Il m'a toujours encouragée et fait connaître son soutien. Nous avons, oui, échangé quelques mots, eu des gestes cordiaux - serrements de mains, hugs. En tant qu'individu, c'est une personnalité magnifique. Mais bon, c'est le président des Etats-Unis, mille charges et responsabilités pèsent sur ses épaules. Je n'ai pas cherché à abuser de cette proximité, ce ne serait pas fair-play.

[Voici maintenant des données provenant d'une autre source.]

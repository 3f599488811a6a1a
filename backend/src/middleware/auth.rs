//! Authentication middleware
//!
//! Bearer-token validation and the admin capability check

use axum::{
    extract::{Request, State},
    http::{header::AUTHORIZATION, HeaderMap},
    middleware::Next,
    response::Response,
};

use crate::error::{AppError, AppResult};
use crate::services::auth::TokenKeys;
use crate::services::UserService;
use crate::AppState;
use shared::Role;

/// Authenticated user information extracted from JWT
#[derive(Clone, Debug)]
pub struct AuthUser {
    pub user_id: i64,
    pub username: String,
    pub role: Role,
}

impl AuthUser {
    pub fn is_admin(&self) -> bool {
        self.role.is_admin()
    }

    /// User management, backup/restore and record edits need the admin role
    pub fn require_admin(&self) -> AppResult<()> {
        if self.is_admin() {
            Ok(())
        } else {
            tracing::warn!(user_id = self.user_id, "Admin-only operation refused");
            Err(AppError::InsufficientPermissions)
        }
    }
}

/// Validates the bearer token and makes the caller available to handlers
pub async fn auth_middleware(
    State(state): State<AppState>,
    mut request: Request,
    next: Next,
) -> Result<Response, AppError> {
    let token = extract_bearer(request.headers())?;
    let claims = TokenKeys::from_config(&state.config).verify(token)?;

    let user_id = claims
        .sub
        .parse::<i64>()
        .map_err(|_| AppError::InvalidToken)?;

    let stored_role = UserService::new(state.db.clone()).role_of(user_id).await?;
    let user = resolve_user(
        AuthUser {
            user_id,
            username: claims.username,
            role: claims.role,
        },
        stored_role,
    )?;

    request.extensions_mut().insert(user);

    Ok(next.run(request).await)
}

/// The stored role wins over the one in the token; a deleted account's token is void
fn resolve_user(token_user: AuthUser, stored_role: Option<Role>) -> AppResult<AuthUser> {
    let Some(role) = stored_role else {
        tracing::warn!(user_id = token_user.user_id, "Token for a deleted account");
        return Err(AppError::InvalidToken);
    };
    if role != token_user.role {
        tracing::debug!(user_id = token_user.user_id, ?role, "Role changed since login");
    }
    Ok(AuthUser { role, ..token_user })
}

fn extract_bearer(headers: &HeaderMap) -> AppResult<&str> {
    let missing = || AppError::Unauthorized {
        message: "Missing or invalid Authorization header".to_string(),
        message_zh: "未登录或登录凭证缺失".to_string(),
    };

    let token = headers
        .get(AUTHORIZATION)
        .and_then(|h| h.to_str().ok())
        .and_then(|h| h.strip_prefix("Bearer "))
        .map(str::trim)
        .ok_or_else(missing)?;

    if token.is_empty() {
        return Err(missing());
    }
    Ok(token)
}

/// Extractor for authenticated user
/// Use this in handlers to get the current user
#[derive(Clone, Debug)]
pub struct CurrentUser(pub AuthUser);

#[axum::async_trait]
impl<S> axum::extract::FromRequestParts<S> for CurrentUser
where
    S: Send + Sync,
{
    type Rejection = AppError;

    async fn from_request_parts(
        parts: &mut axum::http::request::Parts,
        _state: &S,
    ) -> Result<Self, Self::Rejection> {
        parts
            .extensions
            .get::<AuthUser>()
            .cloned()
            .map(CurrentUser)
            .ok_or_else(|| AppError::Unauthorized {
                message: "Authentication required".to_string(),
                message_zh: "请先登录".to_string(),
            })
    }
}

#[cfg(test)]
mod tests {
    use super::*;
    use axum::http::HeaderValue;

    #[test]
    fn bearer_token_is_extracted() {
        let mut headers = HeaderMap::new();
        headers.insert(AUTHORIZATION, HeaderValue::from_static("Bearer abc.def.ghi"));
        assert_eq!(extract_bearer(&headers).unwrap(), "abc.def.ghi");
    }

    #[test]
    fn missing_or_malformed_header_is_unauthorized() {
        let headers = HeaderMap::new();
        assert!(matches!(
            extract_bearer(&headers),
            Err(AppError::Unauthorized { .. })
        ));

        let mut headers = HeaderMap::new();
        headers.insert(AUTHORIZATION, HeaderValue::from_static("Basic dXNlcg=="));
        assert!(extract_bearer(&headers).is_err());

        let mut headers = HeaderMap::new();
        headers.insert(AUTHORIZATION, HeaderValue::from_static("Bearer   "));
        assert!(extract_bearer(&headers).is_err());
    }

    #[test]
    fn staff_cannot_pass_admin_check() {
        let staff = AuthUser {
            user_id: 2,
            username: "clerk".into(),
            role: Role::Staff,
        };
        assert!(matches!(
            staff.require_admin(),
            Err(AppError::InsufficientPermissions)
        ));
        let admin = AuthUser {
            role: Role::Admin,
            ..staff
        };
        assert!(admin.require_admin().is_ok());
    }

    #[test]
    fn demoted_admin_loses_admin_rights() {
        let token_user = AuthUser {
            user_id: 3,
            username: "manager".into(),
            role: Role::Admin,
        };
        let user = resolve_user(token_user, Some(Role::Staff)).unwrap();
        assert_eq!(user.role, Role::Staff);
        assert!(matches!(
            user.require_admin(),
            Err(AppError::InsufficientPermissions)
        ));
    }

    #[test]
    fn deleted_account_token_is_rejected() {
        let token_user = AuthUser {
            user_id: 4,
            username: "gone".into(),
            role: Role::Admin,
        };
        assert!(matches!(
            resolve_user(token_user, None),
            Err(AppError::InvalidToken)
        ));
    }

    #[test]
    fn current_user_reads_request_extensions() {
        use axum::extract::FromRequestParts;
        use axum::http::Request;

        let (mut parts, _) = Request::builder().body(()).unwrap().into_parts();
        let missing = tokio_test::block_on(CurrentUser::from_request_parts(&mut parts, &()));
        assert!(matches!(missing, Err(AppError::Unauthorized { .. })));

        parts.extensions.insert(AuthUser {
            user_id: 9,
            username: "admin".into(),
            role: Role::Admin,
        });
        let current = tokio_test::block_on(CurrentUser::from_request_parts(&mut parts, &()))
            .unwrap();
        assert_eq!(current.0.user_id, 9);
        assert!(current.0.is_admin());
    }
}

Cependant, j'ai enregistré We Are America pour lui apporter mon soutien. Le but était non pas d'inciter les gens à dénigrer le président, mais d'encourager celui-ci à persévérer dans sa résolution de fermer Guantanamo. Je voulais être sûre qu'il ait compris le message et lui ai dit en personne lorsque nous nous sommes retrouvés à un événement public. Il m'a répondu: "Le Congrès est la prochaine étape. Je veux vraiment fermer Guantanamo, je veux vraiment obtenir l'assentiment du Congrès." Il m'importait de lui faire savoir que j'étais engagée à son côté. C'était une déclaration.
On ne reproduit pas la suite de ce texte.